He didn't lie about politics, he lied about a silly affair, which I thought gentlemen were supposed to do. THAT was the end result of a 6 year witch hunt that found nothing based on its supposed subject. 

ANOTHER Pub disgrace and stupid distraction from governing. Another reason you live in an alternate BS universe. NO DEM political lies like the Pub ones you're DROWNING in, dupe. See sig pp3 etc. Now, one political Dem lie, PERIOD, chump of greedy rich idiots?


----------



## beagle9 (Feb 19, 2013)

Mustang said:


> If Dick Cheney was a leader of a country other than our own, and he pushed for war with another country as intensely as he did here for reasons that later turned out to be factually untrue after that war was launched and dragged on for years, killing tens (if not hundreds) of thousands of people, our gov't would likely insist that he be turned over to the ICC.


And your man Barack who backed the Arab Spring should be what ? How about his inaction on the middle east, especially after he endorsed much of the situations that have now blown up over there recently (even our getting an ambassador and others killed), and yet he has been absent vocally or truthfully about these situations for the most part since ? What has he done for the Syrians or for the Iranians that would have been endorsed by the United States if asked maybe, for whom these people had risen up against their rogue leaders as well ? What has he done to protect the gains made for the people of Iraq since their liberation ? Has he all but abandoned them now?  If he has, does this not negate the lives spent there by those who felt they were doing those people a service while there (boots on the ground), and this by liberating them from a real killer tyrant in which Sadam had become? 

At least George Bush took action against someone who was oppressive to his people, who was killing the Kurds with acid chemicals being dropped from Helicopters upon them, thus causing us to keep a no fly zone on him "Hussein", in order to save these people or to try and save them, then how about all the lies this dictator was constantly running from his ministry of misinformation, and his boasting and threats we had to endure constantly by this tyrant and his sons ?  How about those two sons of his, and their raping and pillaging the women at their low life sorry choosing ? How about the very reason we had to send in all these inspectors because of his taunts and lies and constant threats to the region ? How about his flight into Kuwait, and then us having to walk with gloves out of respect for his sympathizers found in the world, otherwise to not finish him off and his reign of terror then ? How about his threats to George Senior for order of his assassination after his pushing Sadam turned madman out of Kuwait?
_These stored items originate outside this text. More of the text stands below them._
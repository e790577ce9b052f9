// rill-vm - Interpreter behaviour tests
// Copyright (c) 2025 Tom Waddington. MIT licensed.

use std::cell::Cell;
use std::rc::Rc;

use rill_parser::Parser;
use rill_vm::{BuiltinRegistry, Module, RuntimeError, Value, Vm, compile};

fn compile_module(src: &str) -> Module {
    let mut parser = Parser::from_source(src);
    let program = parser.parse_program();
    assert!(
        parser.errors().is_empty(),
        "parser errors: {:?}",
        parser.errors()
    );
    let builtins = BuiltinRegistry::standard();
    compile(&program, "inline", &builtins).expect("compile error")
}

fn vm_with(src: &str) -> Vm {
    let module = compile_module(src);
    let mut vm = Vm::new(Rc::new(BuiltinRegistry::standard()));
    vm.load_module(&module);
    vm
}

fn run(src: &str, entry: &str, args: &[Value]) -> Value {
    vm_with(src)
        .call(entry, args)
        .unwrap_or_else(|e| panic!("vm error: {e}"))
}

fn run_err(src: &str, entry: &str, args: &[Value]) -> RuntimeError {
    vm_with(src)
        .call(entry, args)
        .expect_err("expected runtime error")
}

#[test]
fn test_function_call() {
    let v = run(
        "func add($a,$b){return $a+$b}",
        "add",
        &[Value::Number(2.0), Value::Number(3.0)],
    );
    assert_eq!(v, Value::Number(5.0));
}

#[test]
fn test_closure_over_parameter() {
    let src = "func makeAdder($x){return func($y){return $x+$y}}\n\
               func run(){$f:=makeAdder(10); return $f(5)}";
    assert_eq!(run(src, "run", &[]), Value::Number(15.0));
}

#[test]
fn test_for_over_range() {
    let src = "func s(){$t:=0; for ($v in [0..3]){$t=$t+$v} return $t}";
    assert_eq!(run(src, "s", &[]), Value::Number(6.0));
}

#[test]
fn test_for_over_object_keys_and_values() {
    // Copying through the [$k, $v] binding exercises the key and the value
    // of every pair independently.
    let src = "func copy(){$o:={a:1,b:2}; $out:={}; for([$k,$v] in $o){$out[$k]=$v} return $out}\n\
               func sum(){$o:={a:1,b:2}; $t:=0; for([$k,$v] in $o){$t=$t+$v} return $t}";
    let Value::Object(object) = run(src, "copy", &[]) else {
        panic!("expected object");
    };
    let fields = object.fields.borrow();
    assert_eq!(fields.len(), 2);
    assert_eq!(fields.get("a"), Some(&Value::Number(1.0)));
    assert_eq!(fields.get("b"), Some(&Value::Number(2.0)));
    let keys: Vec<&str> = fields.keys().map(String::as_str).collect();
    assert_eq!(keys, vec!["a", "b"], "keys arrive in insertion order");
    drop(fields);

    assert_eq!(run(src, "sum", &[]), Value::Number(3.0));
}

#[test]
fn test_index_out_of_bounds_error_context() {
    let err = run_err("func bad(){$a:=[1]; return $a[5]}", "bad", &[]);
    assert_eq!(err.message, "index out of bounds");
    assert_eq!(err.frame.function, "bad");
    assert_eq!(err.frame.source, "inline");
    assert_eq!(err.frame.line, 1);
}

#[test]
fn test_instruction_limit() {
    let mut vm = vm_with("func spin(){while(true){}}");
    vm.set_instruction_limit(50);
    let err = vm.call("spin", &[]).expect_err("expected limit error");
    assert_eq!(err.message, "instruction limit exceeded");
    assert_eq!(err.frame.function, "spin");
}

#[test]
fn test_instruction_limit_zero_is_unlimited() {
    let mut vm = vm_with("func f(){$t:=0; for ($v in [0..100]){$t=$t+$v} return $t}");
    vm.set_instruction_limit(0);
    assert_eq!(vm.call("f", &[]).unwrap(), Value::Number(5050.0));
}

#[test]
fn test_empty_body_returns_null() {
    assert_eq!(run("func nothing(){}", "nothing", &[]), Value::Null);
}

#[test]
fn test_return_without_value() {
    assert_eq!(run("func f(){return}", "f", &[]), Value::Null);
}

#[test]
fn test_extra_arguments_dropped_missing_are_null() {
    let src = "func f($a,$b){return typeof($b)}";
    assert_eq!(run(src, "f", &[Value::Number(1.0)]), Value::string("null"));
    assert_eq!(
        run(
            src,
            "f",
            &[Value::Number(1.0), Value::Number(2.0), Value::Number(3.0)]
        ),
        Value::string("number")
    );
}

#[test]
fn test_if_elseif_else_chain() {
    let src = "func grade($x) {
  if ($x > 2) { return 3 } elseif ($x > 1) { return 2 } elseif ($x > 0) { return 1 } else { return 0 }
}";
    assert_eq!(run(src, "grade", &[Value::Number(9.0)]), Value::Number(3.0));
    assert_eq!(run(src, "grade", &[Value::Number(2.0)]), Value::Number(2.0));
    assert_eq!(run(src, "grade", &[Value::Number(1.0)]), Value::Number(1.0));
    assert_eq!(run(src, "grade", &[Value::Number(0.0)]), Value::Number(0.0));
}

#[test]
fn test_elseif_branch_skips_else() {
    // The elseif consequent must jump past the else branch.
    let src = "func f($x) {
  $r := 0
  if ($x > 10) { $r = 1 } elseif ($x > 5) { $r = 2 } else { $r = 3 }
  return $r
}";
    assert_eq!(run(src, "f", &[Value::Number(7.0)]), Value::Number(2.0));
}

#[test]
fn test_short_circuit_values() {
    let src = "func a(){return false && boom()}\n\
               func b(){return null || 3}\n\
               func c(){return 1 || boom()}\n\
               func d(){return 0 && 5}";
    // boom is undefined; short-circuit must avoid evaluating it.
    assert_eq!(run(src, "a", &[]), Value::Bool(false));
    assert_eq!(run(src, "b", &[]), Value::Number(3.0));
    assert_eq!(run(src, "c", &[]), Value::Number(1.0));
    // 0 is truthy, so && evaluates the right operand.
    assert_eq!(run(src, "d", &[]), Value::Number(5.0));
}

#[test]
fn test_truthiness_in_conditions() {
    let src = "func f($x){ if ($x) { return 1 } return 2 }";
    assert_eq!(run(src, "f", &[Value::Number(0.0)]), Value::Number(1.0));
    assert_eq!(run(src, "f", &[Value::string("")]), Value::Number(1.0));
    assert_eq!(run(src, "f", &[Value::Null]), Value::Number(2.0));
    assert_eq!(run(src, "f", &[Value::Bool(false)]), Value::Number(2.0));
}

#[test]
fn test_while_loop() {
    let src = "func f(){$i:=0; $t:=0; while($i<5){$t=$t+$i; $i=$i+1} return $t}";
    assert_eq!(run(src, "f", &[]), Value::Number(10.0));
}

#[test]
fn test_open_upvalue_writes_are_shared_with_locals() {
    let src = "func counter() {
  $n := 0
  $inc := func() { $n = $n + 1; return $n }
  $inc()
  $inc()
  return $n
}";
    assert_eq!(run(src, "counter", &[]), Value::Number(2.0));
}

#[test]
fn test_closed_upvalue_persists_across_calls() {
    let src = "func makeCounter(){$n:=0; return func(){$n=$n+1; return $n}}\n\
               func use(){$c:=makeCounter(); $c(); $c(); return $c()}";
    assert_eq!(run(src, "use", &[]), Value::Number(3.0));
}

#[test]
fn test_two_closures_share_one_cell() {
    let src = "func share() {
  $n := 0
  $bump := func() { $n = $n + 10; return null }
  $read := func() { return $n }
  $bump()
  return $read()
}";
    assert_eq!(run(src, "share", &[]), Value::Number(10.0));
}

#[test]
fn test_capture_through_two_levels() {
    let src = "func outer() {
  $x := 7
  $mid := func() { return func() { return $x } }
  return $mid()()
}";
    assert_eq!(run(src, "outer", &[]), Value::Number(7.0));
}

#[test]
fn test_nested_function_declaration_is_local() {
    // A nested declaration binds a local, referenced with variable syntax.
    let src = "func outer(){ func helper(){return 4} return $helper()}";
    assert_eq!(run(src, "outer", &[]), Value::Number(4.0));
    // It does not become a global.
    let err = vm_with(src).call("helper", &[]).expect_err("not global");
    assert_eq!(err.message, "global helper not found");
}

#[test]
fn test_object_iteration_order_is_insertion_order() {
    let src = "func keys() {
  $o := {b: 1, a: 2, c: 3}
  $out := [0, 0, 0]
  $i := 0
  for ([$k, $v] in $o) { $out[$i] = $k; $i = $i + 1 }
  return $out
}";
    let Value::Array(array) = run(src, "keys", &[]) else {
        panic!("expected array");
    };
    let keys: Vec<String> = array
        .elements
        .borrow()
        .iter()
        .map(|v| v.to_string())
        .collect();
    assert_eq!(keys, vec!["b", "a", "c"]);
}

#[test]
fn test_range_boundaries() {
    let src = "func single(){return [0..0]}\nfunc down(){return [3..0]}";
    let Value::Array(single) = run(src, "single", &[]) else {
        panic!("expected array");
    };
    assert_eq!(single.len(), 1);
    let Value::Array(down) = run(src, "down", &[]) else {
        panic!("expected array");
    };
    let values: Vec<String> = down.elements.borrow().iter().map(|v| v.to_string()).collect();
    assert_eq!(values, vec!["3", "2", "1", "0"]);
}

#[test]
fn test_array_index_get_and_set() {
    let src = "func f(){$a:=[1,2,3]; $a[1]=20; return $a[1]+$a[2]}";
    assert_eq!(run(src, "f", &[]), Value::Number(23.0));
}

#[test]
fn test_object_member_and_index_access() {
    let src = "func f() {
  $o := {a: 1}
  $o.b = 2
  $o[\"c\"] = 3
  $o[4] = 4
  return $o.a + $o.b + $o[\"c\"] + $o[4]
}";
    assert_eq!(run(src, "f", &[]), Value::Number(10.0));
}

#[test]
fn test_equality_semantics() {
    let src = "func scalars(){return 1 == 1 && \"a\" == \"a\" && null == null && !(1 == \"1\")}\n\
               func arrays(){$a:=[1]; $b:=[1]; return $a == $b}\n\
               func same(){$a:=[1]; $b:=$a; return $a == $b}";
    assert_eq!(run(src, "scalars", &[]), Value::Bool(true));
    assert_eq!(run(src, "arrays", &[]), Value::Bool(false));
    assert_eq!(run(src, "same", &[]), Value::Bool(true));
}

#[test]
fn test_globals_shared_between_functions() {
    let src = "func setit(){$g = 5; return null}\nfunc getit(){return $g}";
    let mut vm = vm_with(src);
    vm.call("setit", &[]).unwrap();
    assert_eq!(vm.call("getit", &[]).unwrap(), Value::Number(5.0));
    assert_eq!(vm.global("g"), Some(Value::Number(5.0)));
}

#[test]
fn test_define_global_binding() {
    let src = "func f($x){return $x * basis}";
    let mut vm = vm_with(src);
    vm.define_global("basis", Value::Number(3.0));
    assert_eq!(
        vm.call("f", &[Value::Number(4.0)]).unwrap(),
        Value::Number(12.0)
    );
}

#[test]
fn test_native_function_call() {
    let src = "func f($x){return double($x) + 1}";
    let mut vm = vm_with(src);
    let double: rill_vm::NativeFn = Rc::new(|args: &[Value]| match args.first() {
        Some(Value::Number(n)) => Ok(Value::Number(n * 2.0)),
        _ => Err("double expects a number".to_string()),
    });
    vm.define_global(
        "double",
        Value::function(rill_vm::Function::from_native("double", "host", double)),
    );
    assert_eq!(
        vm.call("f", &[Value::Number(5.0)]).unwrap(),
        Value::Number(11.0)
    );

    let err = vm
        .call("f", &[Value::string("nope")])
        .expect_err("native error should surface");
    assert_eq!(err.message, "double expects a number");
    assert_eq!(err.cause.as_deref(), Some("double expects a number"));
    assert_eq!(err.frame.function, "f", "frame context is the script caller");
}

#[test]
fn test_call_stack_overflow() {
    let err = run_err("func rec(){return rec()}", "rec", &[]);
    assert_eq!(err.message, "call stack overflow");
}

#[test]
fn test_error_builtin_is_normal_control_flow() {
    let v = run("func e(){return error(\"boom\")}", "e", &[]);
    assert_eq!(v, Value::error("boom"));
}

#[test]
fn test_builtins() {
    let cases: &[(&str, Value)] = &[
        ("func demo(){return typeof(123)}", Value::string("number")),
        ("func demo(){return typeof([1])}", Value::string("array")),
        ("func demo(){return indexExist([1], 0)}", Value::Bool(true)),
        ("func demo(){return indexExist([1], 5)}", Value::Bool(false)),
        (
            "func demo(){return indexRead([1], 5, \"def\")}",
            Value::string("def"),
        ),
        (
            "func demo(){return indexRead([7], 0, \"def\")}",
            Value::Number(7.0),
        ),
        (
            "func demo(){return valueExist([1, 2, 3], 2)}",
            Value::Bool(true),
        ),
        (
            "func demo(){return valueExist([1, 2, 3], 9)}",
            Value::Bool(false),
        ),
        ("func demo(){return readonly({})}", Value::Bool(false)),
        ("func demo(){return readonly(3)}", Value::Bool(false)),
    ];
    for (src, expected) in cases {
        assert_eq!(&run(src, "demo", &[]), expected, "{src}");
    }
}

#[test]
fn test_readonly_flag_observed_and_enforced() {
    let src = "func check($o){return readonly($o)}\n\
               func mutate($o){$o.a = 9; return null}";
    let mut vm = vm_with(src);
    let obj = Value::object(indexmap::IndexMap::from_iter([(
        "a".to_string(),
        Value::Number(1.0),
    )]));
    obj.mark_read_only();
    assert_eq!(vm.call("check", &[obj.clone()]).unwrap(), Value::Bool(true));
    let err = vm.call("mutate", &[obj]).expect_err("read-only write");
    assert_eq!(err.message, "cannot modify read-only value");
}

#[test]
fn test_unary_operators() {
    let src = "func f(){return -3 + +5}\nfunc g(){return !null}\nfunc h(){return !0}";
    assert_eq!(run(src, "f", &[]), Value::Number(2.0));
    assert_eq!(run(src, "g", &[]), Value::Bool(true));
    assert_eq!(run(src, "h", &[]), Value::Bool(false));
}

#[test]
fn test_stack_is_clean_after_invocations() {
    let src = "func ok(){return 1}\nfunc bad(){return [1][9]}";
    let mut vm = vm_with(src);
    vm.call("ok", &[]).unwrap();
    vm.call("bad", &[]).expect_err("expected error");
    // A failed call must not poison the next one.
    assert_eq!(vm.call("ok", &[]).unwrap(), Value::Number(1.0));
}

#[test]
fn test_trace_hook_sees_every_dispatch() {
    let mut vm = vm_with("func demo(){return 1 + 2}");
    let count = Rc::new(Cell::new(0usize));
    let seen_fn = Rc::new(Cell::new(false));
    {
        let count = Rc::clone(&count);
        let seen_fn = Rc::clone(&seen_fn);
        vm.set_trace_hook(Some(Rc::new(move |event: &rill_vm::TraceEvent| {
            count.set(count.get() + 1);
            if event.function == "demo" && event.source == "inline" {
                seen_fn.set(true);
            }
        })));
    }
    vm.call("demo", &[]).unwrap();
    // CONST, CONST, ADD, RETURN
    assert_eq!(count.get(), 4);
    assert!(seen_fn.get());

    vm.set_trace_hook(None);
    vm.call("demo", &[]).unwrap();
    assert_eq!(count.get(), 4, "cleared hook no longer fires");
}

#[test]
fn test_sequential_loops_use_fresh_iterators() {
    let src = "func f() {
  $sum := 0
  for ($v in [1, 2, 3]) { $sum = $sum + $v }
  for ($v in [1, 2, 3]) { $sum = $sum + $v }
  return $sum
}";
    assert_eq!(run(src, "f", &[]), Value::Number(12.0));
}

#[test]
fn test_duplicate_vm_runs_independently() {
    let src = "func next(){$counter = $counter + 1; return $counter}";
    let mut base = vm_with(src);
    base.define_global("counter", Value::Number(0.0));
    assert_eq!(base.call("next", &[]).unwrap(), Value::Number(1.0));

    let mut dup = base.duplicate();
    assert_eq!(dup.call("next", &[]).unwrap(), Value::Number(2.0));
    assert_eq!(dup.call("next", &[]).unwrap(), Value::Number(3.0));
    // The base counter only advanced once more.
    assert_eq!(base.call("next", &[]).unwrap(), Value::Number(2.0));
}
How about we ask the Kuwaiti's about Sadam being taken down finally, and see what they say ? How about we ask the new Iraqi Prime minister about Sadam being taken down and see what he say's? How about we ask the Saudi's about Sadam being taken down and see what they say ? Has the region without Sadam been a little safer for these people? I could go and on and on about the good that came from taking down Sadam, but it wouldn't fit with your smear campaign to protect Benghazi maybe, and the other problems that have come to past by either Barack Obama's actions or in-actions. Take your choice.


----------



## beagle9 (Feb 19, 2013)

Mac1958 said:


> PeterS said:
> 
> 
> > Mac1958 said:
> ...


The only way to get to the truth is by viewing always both sides of a story, issue, event or other.. I can't believe you actually made such a statement really.....wow

Oops this was meant for Peter... sorry..


----------



## initforme (Feb 19, 2013)

The show was very interesting.   But we all know those stockpiles of wmds.   Now where were they?


----------



## beagle9 (Feb 19, 2013)

Lakhota said:


> Bush 41 could have easily avoided the FIRST U.S.-Iraq War.
> 
> Bush 43 could have easily avoided the SECOND U.S.-Iraq War.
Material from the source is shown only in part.